Еще через два часа я почувствовал, что силы мои на исходе. Солнце пекло немилосердно, пот заливал глаза, струйками стекал по спине, разъедая свежие раны. Болели не только они, но и плечи, и грудь, натертые лямкой. Я шел, как и многие впереди, покачиваясь, дышал неровно, с присвистом, радужные круги без остановки плыли перед глазами, ноги словно налились чугуном. Казалось, еще немного - и я не выдержу, упаду лицом в песок. Это при том, что от отца я унаследовал широкую кость, в монастыре не уставал целыми днями колоть дрова и носить воду!
- Кудряш! - пересохшими губами окликнул я соседа, когда стало совсем невмочь. - Что-то со мной непонятное делается. Ноги от земли не оторвать!
- Не робь, Саша! - обернулся он. - Само собой скоро пройдет.
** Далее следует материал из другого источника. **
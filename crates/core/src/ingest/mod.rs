pub mod sec;
pub mod yahoo;

use crate::config::Settings;
use crate::domain::entity::{EntityRecord, EntitySpec};
use crate::snapshot::Snapshot;
use anyhow::{Context, Result};
use chrono::{DateTime, Utc};
use std::time::Duration;

#[async_trait::async_trait]
pub trait EntityProvider: Send + Sync {
    fn provider_name(&self) -> &'static str;

    async fn fetch_entity(&self, entity: &EntitySpec) -> Result<EntityRecord>;

    /// Record kept for an entity whose fetch failed, when the batch keeps failed entities.
    fn default_record(&self, entity: &EntitySpec) -> EntityRecord {
        EntityRecord::from_spec(entity)
    }
}

/// What the batch does with an entity whose fetch failed.
#[derive(Debug, Clone, Copy, PartialEq, Eq)]
pub enum FailurePolicy {
    Skip,
    Default,
}

#[derive(Debug, Clone)]
pub struct BatchOptions {
    pub req_delay: Duration,
    pub on_failure: FailurePolicy,
}

#[derive(Debug, Clone, Default)]
pub struct BatchStats {
    pub fetched: usize,
    pub failures: usize,
    pub used_fallback: bool,
}

/// Fetches every entity in order, one request at a time, sleeping `req_delay` between requests.
///
/// A failed entity never aborts the batch. If nothing usable comes back, `fallback` supplies the
/// records so the returned snapshot is never empty.
pub async fn fetch_snapshot<P, F>(
    provider: &P,
    entities: &[EntitySpec],
    opts: &BatchOptions,
    generated_at: DateTime<Utc>,
    fallback: F,
) -> (Snapshot, BatchStats)
where
    P: EntityProvider + ?Sized,
    F: FnOnce() -> Vec<EntityRecord>,
{
    let mut snapshot = Snapshot::new(generated_at);
    let mut stats = BatchStats::default();
    let total = entities.len();

    for (idx, entity) in entities.iter().enumerate() {
        if idx != 0 && !opts.req_delay.is_zero() {
            tokio::time::sleep(opts.req_delay).await;
        }

        match provider.fetch_entity(entity).await {
            Ok(record) => {
                stats.fetched += 1;
                tracing::info!(
                    provider = provider.provider_name(),
                    entity = %entity.display_name,
                    identifier = %entity.identifier,
                    metrics = ?record.metrics.values,
                    "fetched entity"
                );
                snapshot.insert(record);
            }
            Err(err) => {
                stats.failures += 1;
                tracing::warn!(
                    provider = provider.provider_name(),
                    entity = %entity.display_name,
                    identifier = %entity.identifier,
                    policy = ?opts.on_failure,
                    error = %format!("{err:#}"),
                    "entity fetch failed"
                );
                if opts.on_failure == FailurePolicy::Default {
                    snapshot.insert(provider.default_record(entity));
                }
            }
        }
    }

    if snapshot.is_empty() {
        tracing::warn!(
            provider = provider.provider_name(),
            total,
            "no entities fetched; using static fallback table"
        );
        for record in fallback() {
            snapshot.insert(record);
        }
        stats.used_fallback = true;
    }

    tracing::info!(
        provider = provider.provider_name(),
        total,
        fetched = stats.fetched,
        failures = stats.failures,
        entities = snapshot.len(),
        "fetch batch finished"
    );

    (snapshot, stats)
}

pub(crate) fn build_http_client(settings: &Settings, what: &str) -> Result<reqwest::Client> {
    reqwest::Client::builder()
        .timeout(settings.request_timeout)
        .user_agent(settings.user_agent.clone())
        .build()
        .with_context(|| format!("failed to build {what} http client"))
}
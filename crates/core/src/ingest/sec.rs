use crate::config::Settings;
use crate::domain::catalog;
use crate::domain::entity::{EntityKind, EntityRecord, EntitySpec};
use crate::ingest::{build_http_client, EntityProvider};
use anyhow::{Context, Result};
use regex::Regex;
use reqwest::header::{HeaderMap, HeaderValue};

const FILING_TYPE: &str = "13F-HR";
const RESULT_COUNT: &str = "10";

/// One row of the EDGAR filing listing.
#[derive(Debug, Clone, PartialEq, Eq)]
pub struct FilingRef {
    pub accession_number: String,
    pub filing_date: String,
}

/// Looks up a fund's most recent 13F-HR filing on EDGAR.
#[derive(Debug, Clone)]
pub struct SecEdgarClient {
    http: reqwest::Client,
    base_url: String,
    api_key: Option<String>,
    listing: FilingListingParser,
}

impl SecEdgarClient {
    pub fn from_settings(settings: &Settings) -> Result<Self> {
        Ok(Self {
            http: build_http_client(settings, "SEC EDGAR")?,
            base_url: settings.sec_base_url.clone(),
            api_key: settings.sec_api_key.clone(),
            listing: FilingListingParser::new()?,
        })
    }

    fn headers(&self) -> Result<HeaderMap> {
        let mut headers = HeaderMap::new();
        if let Some(api_key) = &self.api_key {
            headers.insert("x-api-key", HeaderValue::from_str(api_key)?);
        }
        Ok(headers)
    }

    pub async fn fetch_filings(&self, cik: &str) -> Result<Vec<FilingRef>> {
        let params = [
            ("action", "getcompany"),
            ("CIK", cik),
            ("type", FILING_TYPE),
            ("dateb", ""),
            ("owner", "exclude"),
            ("count", RESULT_COUNT),
        ];

        let res = self
            .http
            .get(&self.base_url)
            .headers(self.headers()?)
            .query(&params)
            .send()
            .await
            .context("SEC EDGAR request failed")?;

        let status = res.status();
        let text = res
            .text()
            .await
            .context("failed to read SEC EDGAR response")?;
        if !status.is_success() {
            anyhow::bail!("SEC EDGAR HTTP {status}");
        }

        Ok(self.listing.parse(&text))
    }
}

#[async_trait::async_trait]
impl EntityProvider for SecEdgarClient {
    fn provider_name(&self) -> &'static str {
        "sec_edgar"
    }

    async fn fetch_entity(&self, entity: &EntitySpec) -> Result<EntityRecord> {
        anyhow::ensure!(
            entity.kind == EntityKind::Fund,
            "SEC EDGAR only serves funds (got {:?} {})",
            entity.kind,
            entity.identifier
        );

        let filings = self.fetch_filings(entity.identifier).await?;
        let latest = filings
            .into_iter()
            .next()
            .with_context(|| format!("no {FILING_TYPE} filings listed for CIK {}", entity.identifier))?;

        // The information table itself is not parsed; holdings come from the reference table.
        let mut record = EntityRecord::from_spec(entity);
        anyhow::ensure!(
            catalog::apply_reference_holdings(&mut record),
            "no reference holdings for CIK {}",
            entity.identifier
        );
        record.as_of_date = Some(latest.filing_date);
        record.accession_number = Some(latest.accession_number);
        Ok(record)
    }
}

/// Extracts `13F-HR` rows from the EDGAR browse listing.
#[derive(Debug, Clone)]
pub struct FilingListingParser {
    row_split: Regex,
    filing_type: Regex,
    accession: Regex,
    date_cell: Regex,
}

impl FilingListingParser {
    pub fn new() -> Result<Self> {
        Ok(Self {
            row_split: Regex::new(r"(?i)<tr[\s>]")?,
            filing_type: Regex::new(r"<td[^>]*>\s*13F-HR\s*</td>")?,
            accession: Regex::new(r"(\d{10}-\d{2}-\d{6})")?,
            date_cell: Regex::new(r"<td[^>]*>\s*(\d{4}-\d{2}-\d{2})\s*</td>")?,
        })
    }

    /// Rows in listing order (newest first). Amendments (`13F-HR/A`) and rows missing an
    /// accession number or filing date are ignored.
    pub fn parse(&self, html: &str) -> Vec<FilingRef> {
        let mut out = Vec::new();
        for row in self.row_split.split(html) {
            if !self.filing_type.is_match(row) {
                continue;
            }
            let Some(accession) = self.accession.captures(row).map(|c| c[1].to_string()) else {
                continue;
            };
            let Some(date) = self.date_cell.captures(row).map(|c| c[1].to_string()) else {
                continue;
            };
            out.push(FilingRef {
                accession_number: accession,
                filing_date: date,
            });
        }
        out
    }
}
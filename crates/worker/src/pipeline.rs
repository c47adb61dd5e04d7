use chrono::{DateTime, Utc};
use clap::ValueEnum;
use pagefeed_core::config::Settings;
use pagefeed_core::domain::catalog;
use pagefeed_core::domain::entity::{EntityRecord, EntitySpec};
use pagefeed_core::ingest::sec::SecEdgarClient;
use pagefeed_core::ingest::yahoo::YahooQuoteClient;
use pagefeed_core::ingest::{self, BatchOptions, EntityProvider, FailurePolicy};
use pagefeed_core::patch::{self, rules, Patcher, RuleOutcome};
use pagefeed_core::snapshot::Snapshot;
use std::path::PathBuf;

#[derive(Debug, Clone, Copy, PartialEq, Eq, ValueEnum)]
pub enum Pipeline {
    /// SEC 13F fund summaries.
    Funds,
    /// Yahoo Finance index P/E dashboard.
    Market,
}

#[derive(Debug, Clone, Copy, PartialEq, Eq, ValueEnum)]
pub enum Mode {
    /// Fetch, save the snapshot, then patch the pages.
    Run,
    /// Fetch and save the snapshot only.
    Fetch,
    /// Patch the pages from the saved snapshot.
    Patch,
}

#[derive(Debug, Clone)]
pub struct PipelineConfig {
    pub entities: Vec<EntitySpec>,
    pub snapshot_path: PathBuf,
    pub targets: Vec<PathBuf>,
    pub on_failure: FailurePolicy,
}

#[derive(Debug, Default)]
pub struct RunSummary {
    pub entities: usize,
    pub written: Vec<PathBuf>,
    pub failed: Vec<PathBuf>,
    pub stale_anchors: usize,
}
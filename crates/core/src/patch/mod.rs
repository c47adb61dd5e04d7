//! Fixed-anchor text substitution over hand-written HTML pages.
//!
//! Every rule's anchor has a `pre` and a `post` named group. Those two spans are kept verbatim
//! and whatever sits between them is replaced by the rule's rendered value. At most one match is
//! replaced per rule, and every rule matches against the unpatched document; bytes outside the
//! matches are never touched.

pub mod rules;

use crate::domain::entity::{EntityKind, METRIC_PE_RATIO, METRIC_PRICE};
use crate::snapshot::Snapshot;
use anyhow::{Context, Result};
use chrono::{DateTime, Utc};
use regex::{Captures, Regex};
use serde::Serialize;
use std::collections::BTreeMap;
use std::ops::Range;
use std::path::Path;

/// Where a rule's replacement text comes from.
#[derive(Debug, Clone)]
pub enum ValueSource {
    /// A numeric metric of one entity, with the literal the page was authored with as fallback.
    Metric {
        entity: &'static str,
        metric: &'static str,
        decimals: usize,
        fallback: f64,
    },
    FilingDate {
        entity: &'static str,
    },
    /// The run time rendered with a `chrono` format string.
    RunTime {
        format: &'static str,
    },
    /// Compact JSON map of every stock record: `symbol -> {"pe", "price"}`.
    StockPriceTable,
}

/// Where to put the value when the anchor is absent. Only used for script literals.
#[derive(Debug, Clone)]
pub struct Insertion {
    pub before: &'static str,
    pub pre: &'static str,
    pub post: &'static str,
}

#[derive(Debug, Clone)]
pub struct SubstitutionRule {
    pub name: &'static str,
    anchor: Regex,
    source: ValueSource,
    insertion: Option<Insertion>,
}

impl SubstitutionRule {
    pub fn new(name: &'static str, pattern: &str, source: ValueSource) -> Result<Self> {
        let anchor =
            Regex::new(pattern).with_context(|| format!("invalid anchor for rule {name}"))?;
        let groups: Vec<&str> = anchor.capture_names().flatten().collect();
        anyhow::ensure!(
            groups.contains(&"pre") && groups.contains(&"post"),
            "anchor for rule {name} must define `pre` and `post` groups"
        );
        Ok(Self {
            name,
            anchor,
            source,
            insertion: None,
        })
    }

    pub fn insert_if_missing(mut self, insertion: Insertion) -> Self {
        self.insertion = Some(insertion);
        self
    }

    fn render(&self, snapshot: &Snapshot, now: DateTime<Utc>) -> Result<Option<String>> {
        match &self.source {
            ValueSource::Metric {
                entity,
                metric,
                decimals,
                fallback,
            } => Ok(snapshot.get(entity).map(|record| {
                let v = record.metric(metric).unwrap_or(*fallback);
                format!("{v:.prec$}", prec = *decimals)
            })),
            ValueSource::FilingDate { entity } => Ok(snapshot
                .get(entity)
                .and_then(|record| record.as_of_date.clone())),
            ValueSource::RunTime { format } => Ok(Some(now.format(format).to_string())),
            ValueSource::StockPriceTable => render_stock_price_table(snapshot),
        }
    }
}

#[derive(Debug, Clone, Copy, PartialEq, Eq, Serialize)]
#[serde(rename_all = "snake_case")]
pub enum RuleOutcome {
    Replaced,
    Inserted,
    AnchorMissing,
    Skipped,
}

#[derive(Debug, Clone, Default, PartialEq, Eq, Serialize)]
pub struct PatchReport {
    pub rules: Vec<(&'static str, RuleOutcome)>,
}

impl PatchReport {
    pub fn count(&self, outcome: RuleOutcome) -> usize {
        self.rules.iter().filter(|(_, o)| *o == outcome).count()
    }

    pub fn outcome(&self, rule: &str) -> Option<RuleOutcome> {
        self.rules
            .iter()
            .find(|(name, _)| *name == rule)
            .map(|(_, o)| *o)
    }
}

/// An ordered rule list applied to one kind of page.
#[derive(Debug, Clone)]
pub struct Patcher {
    rules: Vec<SubstitutionRule>,
}

impl Patcher {
    pub fn new(rules: Vec<SubstitutionRule>) -> Self {
        Self { rules }
    }

    pub fn rules(&self) -> &[SubstitutionRule] {
        &self.rules
    }

    /// Applies every rule against the document as given. Each rule claims the first match that
    /// does not overlap a span already claimed by an earlier rule, so a value written by one rule
    /// can never become another rule's anchor.
    pub fn apply(
        &self,
        document: &str,
        snapshot: &Snapshot,
        now: DateTime<Utc>,
    ) -> Result<(String, PatchReport)> {
        let mut edits: Vec<Edit> = Vec::new();
        let mut report = PatchReport::default();

        for rule in &self.rules {
            let Some(value) = rule.render(snapshot, now)? else {
                report.rules.push((rule.name, RuleOutcome::Skipped));
                continue;
            };

            let claimed = rule
                .anchor
                .captures_iter(document)
                .find(|caps| caps.get(0).is_some_and(|m| !overlaps_any(&edits, m.range())));

            let outcome = if let Some(caps) = claimed {
                let span = caps.get(0).map_or(0..0, |m| m.range());
                edits.push(Edit {
                    span,
                    text: splice(&caps, &value),
                });
                RuleOutcome::Replaced
            } else if let Some((ins, at)) = rule.insertion.as_ref().and_then(|ins| {
                // Never add a second declaration next to a malformed one.
                if document.contains(ins.pre) {
                    return None;
                }
                document.find(ins.before).map(|at| (ins, at))
            }) {
                edits.push(Edit {
                    span: at..at,
                    text: format!("\n    {}{}{}\n", ins.pre, value, ins.post),
                });
                RuleOutcome::Inserted
            } else {
                RuleOutcome::AnchorMissing
            };
            report.rules.push((rule.name, outcome));
        }

        edits.sort_by_key(|e| (e.span.start, e.span.end));
        let mut out = String::with_capacity(document.len());
        let mut cursor = 0;
        for edit in &edits {
            out.push_str(&document[cursor..edit.span.start]);
            out.push_str(&edit.text);
            cursor = edit.span.end;
        }
        out.push_str(&document[cursor..]);

        Ok((out, report))
    }
}

struct Edit {
    span: Range<usize>,
    text: String,
}

fn overlaps_any(edits: &[Edit], span: Range<usize>) -> bool {
    edits.iter().any(|e| overlaps(&e.span, &span))
}

// An empty span (an insertion point) only collides with a span strictly containing it.
fn overlaps(a: &Range<usize>, b: &Range<usize>) -> bool {
    match (a.is_empty(), b.is_empty()) {
        (true, true) => false,
        (true, false) => b.start < a.start && a.start < b.end,
        (false, true) => a.start < b.start && b.start < a.end,
        (false, false) => a.start < b.end && b.start < a.end,
    }
}

fn splice(caps: &Captures<'_>, value: &str) -> String {
    let pre = caps.name("pre").map_or("", |m| m.as_str());
    let post = caps.name("post").map_or("", |m| m.as_str());
    format!("{pre}{value}{post}")
}

#[derive(Debug, Serialize)]
struct StockCell {
    pe: f64,
    price: f64,
}

fn render_stock_price_table(snapshot: &Snapshot) -> Result<Option<String>> {
    let cells: BTreeMap<&str, StockCell> = snapshot
        .records_of_kind(EntityKind::Stock)
        .filter(|r| !r.identifier.is_empty())
        .map(|r| {
            (
                r.identifier.as_str(),
                StockCell {
                    pe: r.metric(METRIC_PE_RATIO).unwrap_or(0.0),
                    price: r.metric(METRIC_PRICE).unwrap_or(0.0),
                },
            )
        })
        .collect();

    if cells.is_empty() {
        return Ok(None);
    }
    let json = serde_json::to_string(&cells).context("failed to serialize stock price table")?;
    Ok(Some(json))
}

/// Patches one document on disk in place. A missing document is an error and nothing is written.
pub async fn patch_document(
    path: &Path,
    patcher: &Patcher,
    snapshot: &Snapshot,
    now: DateTime<Utc>,
    dry_run: bool,
) -> Result<PatchReport> {
    let original = match tokio::fs::read_to_string(path).await {
        Ok(text) => text,
        Err(err) if err.kind() == std::io::ErrorKind::NotFound => {
            anyhow::bail!("target document not found: {}", path.display())
        }
        Err(err) => {
            return Err(err).with_context(|| format!("failed to read {}", path.display()))
        }
    };

    let (patched, report) = patcher.apply(&original, snapshot, now)?;

    for (rule, outcome) in &report.rules {
        match outcome {
            RuleOutcome::AnchorMissing => tracing::warn!(
                document = %path.display(),
                rule,
                "anchor not found; value left stale"
            ),
            _ => tracing::debug!(document = %path.display(), rule, ?outcome, "rule applied"),
        }
    }

    if dry_run {
        tracing::info!(
            document = %path.display(),
            changed = patched != original,
            "dry-run: document not written"
        );
        return Ok(report);
    }

    tokio::fs::write(path, patched)
        .await
        .with_context(|| format!("failed to write {}", path.display()))?;
    Ok(report)
}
Как только привычка появится.
- Боюсь, не выдюжу до сумерек!
- А ты кулаки сожми и загадывай про себя: только бы до ближнего кустика дойти, а там - до следующего!
Я последовал совету соседа, и мне в самом деле сразу стало легче. Мысль о том, что до темноты еще пять часов и бесконечные восемь верст*, перестала сверлить мозг, отступила в глубину сознания. Ближние цели оказались куда более достижимыми!
_______________
* В е р с т а - старая мера длины, равная 1067 метрам.
К тому же нам неожиданно повезло. Ветер переменился, задула попутная моряна*, и на расшиве поставили парус. Идти налегке после многочасового напряжения всех сил было огромным облегчением! Правда, и здесь нельзя было расслабляться ни на минуту, замедлять шаг. Попутный ветер подгонял не только расшиву, но и нас. Нельзя было "засаривать" бичеву, опускать ее в воду, где она неизбежно бы зацепилась за какую-нибудь корягу или подводный камень, препятствуя ходу судна.
_______________
* М о р я н а - ветер с моря.
Бывалые бурлаки закурили свои трубочки и, указывая ими на парус, хвалили моряну:
- Ишь, в самый раз подоспел ветерок на помощь, славно за нас потрудится!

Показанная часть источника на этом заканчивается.